= Exercise description =
Nothing but the lines from the top of the following entries through the line with "fn description(&self) ->" should be printed, exactly as they are.

[Stored data entries]
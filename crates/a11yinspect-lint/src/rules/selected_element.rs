//! A lint rule for selectable options.

use a11yinspect_ast::Element;

use crate::Context;
use crate::Message;
use crate::Rule;
use crate::Tag;
use crate::TagSet;
use crate::Variant;
use crate::resolve;

/// The identifier for the selected element rule.
const ID: &str = "selected-element";

/// The messages of the rule.
const MESSAGES: &[Message] = &[
    Message::new("ariaSelectedTrueFalse")
        .warning("⚠️ [Major] aria-selected should be true or false (4.1.2 A)"),
    Message::new("optionElementHaveValueAttribute")
        .warning("💡 [Best Practice] option element should have value attribute (4.1.2 A)"),
];

/// Detects options without a value and invalid `aria-selected` values.
#[derive(Default, Debug, Clone, Copy)]
pub struct SelectedElementRule;

impl Rule for SelectedElementRule {
    fn id(&self) -> &'static str {
        ID
    }

    fn description(&self) -> &'static str {
        "Ensures that options have values and that `aria-selected` is valid."
    }

    fn explanation(&self) -> &'static str {
        "An `option` without a `value` submits its text, which changes whenever the text is \
         edited or translated. `aria-selected` only accepts `true` and `false`."
    }

    fn tags(&self) -> TagSet {
        TagSet::new(&[Tag::Robust])
    }

    fn related_rules(&self) -> &[&'static str] {
        &["select-element", "checked-element"]
    }

    fn variants(&self) -> &'static [Variant] {
        &[Variant::Warning]
    }

    fn messages(&self) -> &'static [Message] {
        MESSAGES
    }

    fn applies_to(&self, element: &Element<'_>) -> bool {
        element.is("option") || element.has("aria-selected")
    }

    fn check(&self, cx: &mut Context<'_>, element: &Element<'_>) {
        if element.is("option") && !element.has("value") {
            cx.report("optionElementHaveValueAttribute", element.location());
        }

        if let Some(selected) = element.attribute("aria-selected") {
            if resolve::is_invalid_token(selected.value(), &["true", "false"]) {
                cx.report("ariaSelectedTrueFalse", selected.location());
            }
        }
    }
}

#[cfg(test)]
mod tests {
    use a11yinspect_ast::builder::document;
    use a11yinspect_ast::builder::element;
    use pretty_assertions::assert_eq;

    use super::*;
    use crate::rules::testing::reports;

    #[test]
    fn selection() {
        let doc = document([
            element("option").text("Red"),
            element("option").attr("value", "blue").text("Blue"),
            element("div")
                .attr("role", "option")
                .attr("aria-selected", "mixed"),
        ]);
        assert_eq!(
            reports(&SelectedElementRule, &doc),
            [
                "optionElementHaveValueAttribute at <option>@0",
                "ariaSelectedTrueFalse at <div>@4[aria-selected]",
            ]
        );
    }
}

= Task solution =
filename crates/a11yinspect-lint/src/rules/selected_element.rs
//! A lint rule for selectable options.

use a11yinspect_ast::Element;

use crate::Context;
use crate::Message;
use crate::Rule;
use crate::Tag;
use crate::TagSet;
use crate::Variant;
use crate::resolve;

/// The identifier for the selected element rule.
const ID: &str = "selected-element";

/// The messages of the rule.
const MESSAGES: &[Message] = &[
    Message::new("ariaSelectedTrueFalse")
        .warning("⚠️ [Major] aria-selected should be true or false (4.1.2 A)"),
    Message::new("optionElementHaveValueAttribute")
        .warning("💡 [Best Practice] option element should have value attribute (4.1.2 A)"),
];

/// Detects options without a value and invalid `aria-selected` values.
#[derive(Default, Debug, Clone, Copy)]
pub struct SelectedElementRule;

impl Rule for SelectedElementRule {
    fn id(&self) -> &'static str {
        ID
    }

    fn description(&self) -> &'static str {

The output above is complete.